Deslizei-o devagar, sentindo cada centímetro, e um gemido me escapou da garganta antes que eu conseguisse controlar. O prazer foi tão imediato e tão intenso que tive de morder o lábio para não gritar. Eu gosto de gritar. Gosto de uivar, gemer, soltar todo o barulho que o corpo me pede. Mas as paredes da minha casa são finas e os vizinhos ficam perto demais.
Estendi o braço, peguei um travesseiro e o apertei contra a boca. Com a outra mão marcava o ritmo, entrando e saindo, enquanto imaginava que era ele quem segurava meus quadris, quem falava no meu ouvido, quem me chamava com todos aqueles nomes que, na boca de qualquer outra pessoa, me ofenderiam e, na dele, me derretiam.
—Isso, puta. Mexe para mim. Me mostra para que você serve de verdade.
O reflexo do espelho me acompanhava em cada movimento. Eu me via com o travesseiro tampando o rosto, o corpo arqueado, os saltos fincados no colchão. Uma imagem que meu marido jamais veria, que nem sequer suspeitava. Essa ideia — de que eu era duas mulheres diferentes, a da cozinha e a do espelho — me levou mais alto do que qualquer carícia.
Levei os dedos ao centro do meu prazer e os movi em círculos rápidos enquanto continuava com o brinquedo. Duas sensações ao mesmo tempo, duas mãos trabalhando, o corpo inteiro transformado numa única corda tensa prestes a arrebentar. Sentia o suor nas costas, o cabelo colado na testa, as coxas tremendo sem controle.
—Você não aguenta mais — sussurrava Damián—. Eu sei. Se entrega. Quero sentir você se desfazendo.
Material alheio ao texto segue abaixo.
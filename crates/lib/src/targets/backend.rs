//! Compiled backend binaries for one distribution.

use std::path::{Path, PathBuf};
use std::sync::Arc;

use async_trait::async_trait;

use super::{Distribution, Release, product_flags};
use crate::argument::CacheVolume;
use crate::arguments::{BACKEND_COMMAND, BUILD_CACHE, SOURCE_DIR};
use crate::artifact::{Artifact, ArtifactError, ArtifactHandler, ArtifactInitializer, ArtifactType, BuildOpts, InitContext};
use crate::engine::{Builder, Engine};
use crate::flag::{Flag, parse_flags};

pub struct BackendHandler {
  pub release: Release,
  pub distro: Distribution,
  source: PathBuf,
  command: String,
  cache: CacheVolume,
}

#[async_trait]
impl ArtifactHandler for BackendHandler {
  fn filename(&self) -> Result<String, ArtifactError> {
    Ok(format!("bin/{}_{}", self.release.stem(), self.distro.slug()))
  }

  async fn dependencies(&self) -> Result<Vec<Arc<Artifact>>, ArtifactError> {
    Ok(vec![])
  }

  async fn builder(&self, _opts: &BuildOpts<'_>) -> Result<Builder, ArtifactError> {
    let product = &self.release.product;
    let mut builder = Builder::new(format!("backend-{}", self.distro.slug()))
      .with_workdir(&self.source)
      .with_env("GOOS", self.distro.os.as_str())
      .with_env("GOARCH", &self.distro.arch)
      .with_cache("GOCACHE", self.cache.path.join("go-build"))
      .with_env("VERSION", &self.release.version)
      .with_env("BUILD_ID", &self.release.build_id)
      .with_env("PACKAGE_NAME", &product.package_name)
      .with_env("ENTERPRISE", if product.enterprise { "1" } else { "0" })
      .with_command(&self.command);

    if let Some(goarm) = self.distro.goarm() {
      builder = builder.with_env("GOARM", goarm);
    }
    if !product.go_experiments.is_empty() {
      builder = builder.with_env("GOEXPERIMENT", product.go_experiments.join(","));
    }
    Ok(builder)
  }

  async fn build_dir(&self, builder: &Builder, opts: &BuildOpts<'_>) -> Result<PathBuf, ArtifactError> {
    Ok(opts.engine.run(builder).await?)
  }

  async fn verify_directory(&self, _engine: &Engine, dir: &Path) -> Result<(), ArtifactError> {
    let mut entries = tokio::fs::read_dir(dir).await?;
    if entries.next_entry().await?.is_none() {
      return Err(ArtifactError::Verification(format!(
        "backend output {} is empty",
        dir.display()
      )));
    }
    Ok(())
  }
}

pub struct BackendInitializer;

#[async_trait]
impl ArtifactInitializer for BackendInitializer {
  fn name(&self) -> &'static str {
    "backend"
  }

  fn artifact_type(&self) -> ArtifactType {
    ArtifactType::Directory
  }

  fn flags(&self) -> Vec<Flag> {
    product_flags()
  }

  async fn initialize(&self, descriptor: &str, ctx: &InitContext) -> Result<Arc<Artifact>, ArtifactError> {
    let flags = self.flags();
    let options = parse_flags(descriptor, &flags)?;
    let handler = BackendHandler {
      release: Release::resolve(&options, &ctx.state).await?,
      distro: Distribution::from_descriptor(descriptor)?,
      source: ctx.state.directory(&SOURCE_DIR).await?,
      command: ctx.state.string(&BACKEND_COMMAND).await?,
      cache: ctx.state.cache_volume(&BUILD_CACHE).await?,
    };
    Ok(ctx.artifact(descriptor, self.artifact_type(), flags, handler))
  }
}
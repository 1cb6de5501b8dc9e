//! The artifacts action: parse, build, then export and verify.

use std::collections::HashSet;
use std::future::Future;
use std::path::PathBuf;
use std::sync::Arc;

use serde::Serialize;
use tokio::sync::Semaphore;
use tokio::task::JoinSet;
use tracing::{debug, info, warn};

use super::{BuildContext, PipelineError, build_artifact};
use crate::artifact::{Artifact, ArtifactType, InitContext, Initializers, parse};

/// Options for the export/verify phase.
#[derive(Debug, Clone)]
pub struct ActionOpts {
  pub destination: PathBuf,
  /// Also write a `.sha256` sidecar next to every exported file.
  pub checksum: bool,
  pub verify: bool,
  /// Maximum number of export/verify tasks running at once.
  pub parallel: usize,
}

impl Default for ActionOpts {
  fn default() -> Self {
    Self {
      destination: PathBuf::from("dist"),
      checksum: false,
      verify: false,
      parallel: std::thread::available_parallelism().map(|n| n.get()).unwrap_or(1),
    }
  }
}

/// Outcome for one requested artifact.
#[derive(Debug, Clone, Serialize)]
pub struct ArtifactSummary {
  pub descriptor: String,
  pub filename: String,
  pub artifact_type: ArtifactType,
  pub exported: Vec<PathBuf>,
  pub verified: bool,
}

/// Outcome of a whole run, in request order.
#[derive(Debug, Clone, Default, Serialize)]
pub struct RunSummary {
  pub artifacts: Vec<ArtifactSummary>,
}

/// Parse every descriptor, build the results, then export and verify them.
///
/// Parsing completes for all descriptors before any build starts, so
/// descriptor errors surface before any build work. Requested artifacts
/// sharing a filename are exported once.
pub async fn run(
  descriptors: &[String],
  initializers: &Initializers,
  init_ctx: &InitContext,
  build_ctx: &BuildContext,
  opts: &ActionOpts,
) -> Result<RunSummary, PipelineError> {
  let mut artifacts = Vec::with_capacity(descriptors.len());
  for descriptor in descriptors {
    artifacts.push(parse(descriptor, initializers, init_ctx).await?);
  }

  let mut seen = HashSet::new();
  let mut requested = Vec::with_capacity(artifacts.len());
  for artifact in artifacts {
    let filename = artifact.filename().map_err(|source| PipelineError::Filename {
      descriptor: artifact.descriptor.clone(),
      source,
    })?;
    if seen.insert(filename) {
      requested.push(artifact);
    } else {
      debug!(descriptor = %artifact.descriptor, "duplicate request skipped");
    }
  }

  for artifact in &requested {
    build_artifact(build_ctx, artifact).await?;
  }
  info!(count = requested.len(), "built requested artifacts");

  export_and_verify(&requested, build_ctx, opts).await
}

enum TaskOutcome {
  Exported { index: usize, paths: Vec<PathBuf> },
  Verified { index: usize },
  /// The semaphore closed before this task got a slot.
  Skipped,
}

/// Export, and optionally verify, every artifact with at most
/// `opts.parallel` tasks in flight.
///
/// The failing task closes the semaphore before releasing its slot, so no
/// further task starts; tasks already running finish their current work.
/// The first error is returned.
pub async fn export_and_verify(
  artifacts: &[Arc<Artifact>],
  ctx: &BuildContext,
  opts: &ActionOpts,
) -> Result<RunSummary, PipelineError> {
  let semaphore = Arc::new(Semaphore::new(opts.parallel.max(1)));
  let mut summary = RunSummary::default();
  let mut tasks: JoinSet<Result<TaskOutcome, PipelineError>> = JoinSet::new();

  for (index, artifact) in artifacts.iter().enumerate() {
    let filename = artifact.filename().map_err(|source| PipelineError::Filename {
      descriptor: artifact.descriptor.clone(),
      source,
    })?;
    summary.artifacts.push(ArtifactSummary {
      descriptor: artifact.descriptor.clone(),
      filename: filename.clone(),
      artifact_type: artifact.artifact_type,
      exported: vec![],
      verified: false,
    });

    {
      let semaphore = semaphore.clone();
      let artifact = artifact.clone();
      let ctx = ctx.clone();
      let filename = filename.clone();
      let destination = opts.destination.clone();
      let checksum = opts.checksum;
      tasks.spawn(with_permit(semaphore, async move {
        let paths = ctx
          .store
          .export(&artifact, &destination, checksum)
          .await
          .map_err(|source| PipelineError::Export {
            descriptor: artifact.descriptor.clone(),
            filename,
            source,
          })?;
        Ok(TaskOutcome::Exported { index, paths })
      }));
    }

    if opts.verify {
      let semaphore = semaphore.clone();
      let artifact = artifact.clone();
      let ctx = ctx.clone();
      tasks.spawn(with_permit(semaphore, async move {
        verify(&artifact, &ctx, filename).await?;
        Ok(TaskOutcome::Verified { index })
      }));
    }
  }

  let mut first_error = None;
  while let Some(joined) = tasks.join_next().await {
    let outcome = joined.map_err(PipelineError::from).and_then(|result| result);
    match outcome {
      Ok(TaskOutcome::Exported { index, paths }) => summary.artifacts[index].exported = paths,
      Ok(TaskOutcome::Verified { index }) => summary.artifacts[index].verified = true,
      Ok(TaskOutcome::Skipped) => {}
      Err(e) => {
        if first_error.is_none() {
          warn!(error = %e, "stopping export/verify after first failure");
          semaphore.close();
          first_error = Some(e);
        } else {
          debug!(error = %e, "additional export/verify failure");
        }
      }
    }
  }

  match first_error {
    Some(e) => Err(e),
    None => Ok(summary),
  }
}

/// Run `work` under one permit of `semaphore`.
///
/// A failure closes the semaphore while the permit is still held, so every
/// waiter sees `Closed` instead of the freed slot.
async fn with_permit<F>(semaphore: Arc<Semaphore>, work: F) -> Result<TaskOutcome, PipelineError>
where
  F: Future<Output = Result<TaskOutcome, PipelineError>>,
{
  let Ok(_permit) = Arc::clone(&semaphore).acquire_owned().await else {
    return Ok(TaskOutcome::Skipped);
  };
  let result = work.await;
  if result.is_err() {
    semaphore.close();
  }
  result
}

async fn verify(artifact: &Artifact, ctx: &BuildContext, filename: String) -> Result<(), PipelineError> {
  let descriptor = artifact.descriptor.clone();
  let path = match artifact.artifact_type {
    ArtifactType::File => ctx.store.file(artifact).await,
    ArtifactType::Directory => ctx.store.directory(artifact).await,
  }
  .map_err(|source| PipelineError::Store {
    descriptor: descriptor.clone(),
    source,
  })?;

  let result = match artifact.artifact_type {
    ArtifactType::File => artifact.handler.verify_file(&ctx.engine, &path).await,
    ArtifactType::Directory => artifact.handler.verify_directory(&ctx.engine, &path).await,
  };
  result.map_err(|source| PipelineError::Verify {
    descriptor,
    filename,
    source,
  })
}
E eu me desfiz. O orgasmo veio como um choque que me partiu em dois, uma descarga que começou no centro e disparou para todos os cantos do corpo, até as pontas dos dedos, até o couro cabeludo. Gritei contra o travesseiro, um grito abafado e longo que me deixou a garganta arranhada, os quadris se erguendo sozinhos do colchão várias vezes.
Depois veio o tremor. Essa réplica do prazer que chega quando tudo terminou, mas o corpo ainda não entendeu. Fiquei deitada, ofegante, com o brinquedo esquecido de lado e o travesseiro caído sobre o peito, olhando para o teto branco sem realmente vê-lo.
***
Pouco a pouco a tesão foi se apagando, como uma vela que se consome até o fim. Sentei na beira da cama, ainda com um salto calçado e o outro caído em algum lugar do quarto, e ri sozinha. Uma risada baixa, quase envergonhada.
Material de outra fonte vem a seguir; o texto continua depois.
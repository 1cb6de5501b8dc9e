//! Shared test helpers for CLI integration tests.

use std::path::PathBuf;

use assert_cmd::Command;
use assert_cmd::cargo::cargo_bin_cmd;
use tempfile::TempDir;

/// Isolated project, store and output directories.
pub struct TestEnv {
  pub temp: TempDir,
}

impl TestEnv {
  /// A project at `version` whose build recipes are plain shell commands.
  pub fn new(version: &str) -> Self {
    let temp = TempDir::new().unwrap();
    let source = temp.path().join("src");
    std::fs::create_dir_all(&source).unwrap();
    std::fs::write(
      source.join("package.json"),
      format!(r#"{{"name":"grafana","version":"{version}"}}"#),
    )
    .unwrap();
    Self { temp }
  }

  pub fn path(&self, rel: &str) -> PathBuf {
    self.temp.path().join(rel)
  }

  /// Backend recipe that also appends a line to `backend.log` per build.
  pub fn backend_command(&self) -> String {
    format!(
      "printf 'server' > \"$out/grafana\" && chmod +x \"$out/grafana\" && echo built >> '{}'",
      self.path("backend.log").display()
    )
  }

  /// Number of times the backend recipe ran.
  pub fn backend_builds(&self) -> usize {
    std::fs::read_to_string(self.path("backend.log"))
      .map(|log| log.lines().count())
      .unwrap_or(0)
  }

  /// `shipyard artifacts` preconfigured with this project's paths.
  pub fn artifacts_cmd(&self) -> Command {
    self.artifacts_cmd_with(&self.backend_command())
  }

  pub fn artifacts_cmd_with(&self, backend_command: &str) -> Command {
    let mut cmd = cargo_bin_cmd!("shipyard");
    cmd
      .env("SHIPYARD_STORE", self.path("store"))
      .env("SHIPYARD_CACHE", self.path("cache"))
      .env_remove("RUST_LOG")
      .arg("artifacts")
      .arg("--source")
      .arg(self.path("src"))
      .arg("--destination")
      .arg(self.path("dist"))
      .args(["--build-id", "42"])
      .args(["--backend-command", backend_command])
      .args([
        "--frontend-command",
        "mkdir -p \"$out/build\" && printf '<html/>' > \"$out/build/index.html\"",
      ]);
    cmd
  }
}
Me surpreendo comigo mesma toda vez que acontece. Da safada, da puta, da mulher faminta que vive escondida debaixo da mãe que prepara o lanche e dobra a roupa. Ninguém acreditaria se me visse empurrando o carrinho no supermercado, cumprimentando as professoras da educação infantil, sorrindo na fila do banco.
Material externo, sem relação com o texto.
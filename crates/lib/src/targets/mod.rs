//! The built-in artifact types.
//!
//! | Name | Type | Depends on |
//! |---|---|---|
//! | `backend` | directory | |
//! | `frontend` | directory | |
//! | `targz`, `zip` | file | `backend`, `frontend` |
//! | `deb`, `rpm` | file | `targz` |
//! | `docker` | file | `targz` |
//!
//! Dependencies are constructed by rewriting the artifact-type token of the
//! requested descriptor, so `linux/arm64:enterprise:deb` depends on
//! `linux/arm64:enterprise:targz`.

pub mod archive;
pub mod backend;
pub mod distro;
pub mod docker;
pub mod frontend;
pub mod package;

use crate::argument::State;
use crate::arguments::{BUILD_ID, VERSION};
use crate::artifact::{ArtifactError, Initializers};
use crate::flag::{Flag, FlagError, OptionKey, OptionsHandler};

pub use archive::{ArchiveFormat, ArchiveInitializer};
pub use backend::BackendInitializer;
pub use distro::{Distribution, Os};
pub use docker::DockerInitializer;
pub use frontend::FrontendInitializer;
pub use package::{PackageFormat, PackageInitializer};

pub const ENTERPRISE: OptionKey = OptionKey("enterprise");
pub const PACKAGE_NAME: OptionKey = OptionKey("package-name");
pub const GO_EXPERIMENTS: OptionKey = OptionKey("go-experiments");
pub const BASE_IMAGE: OptionKey = OptionKey("base-image");

const DEFAULT_PACKAGE_NAME: &str = "grafana";

pub fn grafana() -> Flag {
  Flag::new("grafana").with(ENTERPRISE, false).with(PACKAGE_NAME, "grafana")
}

pub fn enterprise() -> Flag {
  Flag::new("enterprise")
    .with(ENTERPRISE, true)
    .with(PACKAGE_NAME, "grafana-enterprise")
}

pub fn pro() -> Flag {
  Flag::new("pro").with(ENTERPRISE, true).with(PACKAGE_NAME, "grafana-pro")
}

/// Enterprise built against BoringCrypto.
pub fn boring() -> Flag {
  Flag::new("boring")
    .with(ENTERPRISE, true)
    .with(PACKAGE_NAME, "grafana-enterprise-boringcrypto")
    .with(GO_EXPERIMENTS, vec!["boringcrypto"])
}

pub fn alpine() -> Flag {
  Flag::new("alpine").with(BASE_IMAGE, "alpine")
}

pub fn ubuntu() -> Flag {
  Flag::new("ubuntu").with(BASE_IMAGE, "ubuntu")
}

/// Flags every target understands.
pub fn product_flags() -> Vec<Flag> {
  vec![grafana(), enterprise(), pro(), boring()]
}

/// Registry of every built-in artifact type.
pub fn initializers() -> Initializers {
  Initializers::new()
    .with(BackendInitializer)
    .with(FrontendInitializer)
    .with(ArchiveInitializer(ArchiveFormat::TarGz))
    .with(ArchiveInitializer(ArchiveFormat::Zip))
    .with(PackageInitializer(PackageFormat::Deb))
    .with(PackageInitializer(PackageFormat::Rpm))
    .with(DockerInitializer)
}

/// Product options selected by a descriptor's flags.
#[derive(Debug, Clone, PartialEq, Eq)]
pub struct Product {
  pub package_name: String,
  pub enterprise: bool,
  pub go_experiments: Vec<String>,
}

impl Product {
  pub fn from_options(options: &OptionsHandler) -> Result<Self, FlagError> {
    Ok(Self {
      package_name: optional(options.string(PACKAGE_NAME))?.unwrap_or_else(|| DEFAULT_PACKAGE_NAME.to_string()),
      enterprise: options.bool(ENTERPRISE)?,
      go_experiments: optional(options.string_slice(GO_EXPERIMENTS))?.unwrap_or_default(),
    })
  }
}

/// Treat a missing option as `None`, keeping type errors.
pub(crate) fn optional<T>(result: Result<T, FlagError>) -> Result<Option<T>, FlagError> {
  match result {
    Ok(value) => Ok(Some(value)),
    Err(FlagError::FlagOptionNotFound { .. }) => Ok(None),
    Err(e) => Err(e),
  }
}

/// Everything that distinguishes one release of a product from another.
#[derive(Debug, Clone, PartialEq, Eq)]
pub struct Release {
  pub product: Product,
  pub version: String,
  pub build_id: String,
}

impl Release {
  pub async fn resolve(options: &OptionsHandler, state: &State) -> Result<Self, ArtifactError> {
    Ok(Self {
      product: Product::from_options(options)?,
      version: state.string(&VERSION).await?,
      build_id: state.string(&BUILD_ID).await?,
    })
  }

  /// `{package}_{version}_{build_id}`, the stem shared by every filename.
  pub fn stem(&self) -> String {
    format!("{}_{}_{}", self.product.package_name, self.version, self.build_id)
  }

  /// Top-level directory inside archives.
  pub fn root_dir(&self) -> String {
    format!("{}-{}", self.product.package_name, self.version)
  }
}

/// Replace the artifact-type token `from` in `descriptor` with `to`.
pub fn replace_type(descriptor: &str, from: &str, to: &str) -> String {
  descriptor
    .split(':')
    .map(|token| if token == from { to } else { token })
    .collect::<Vec<_>>()
    .join(":")
}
Levantei, tirei o babydoll amarrotado e o guardei de novo no fundo da gaveta. Devolvi o brinquedo à caixa de sapatos, embaixo dos cachecóis. Entrei no banho e deixei a água morna levar o suor e o rastro de Damián, que voltava a ser apenas uma voz adormecida numa tela apagada.
Às vezes penso em como tudo seria diferente se meu marido quisesse. Se uma única vez me deixasse mostrar para ele essa outra mulher, a do espelho, em vez de apagar a luz e me dar as costas com um «estou cansado» que eu já conheço de cor. Ele tem uma puta faminta dormindo ao lado dele todas as noites e prefere não saber.
Mas eu não reclamo. Enquanto isso, tenho minhas manhãs roubadas, meu espelho, meus saltos e uma voz inventada que me diz ao ouvido exatamente o que preciso escutar. E, quando tranco a porta e fico sozinha, sou mais livre e mais eu do que em qualquer outro momento do dia.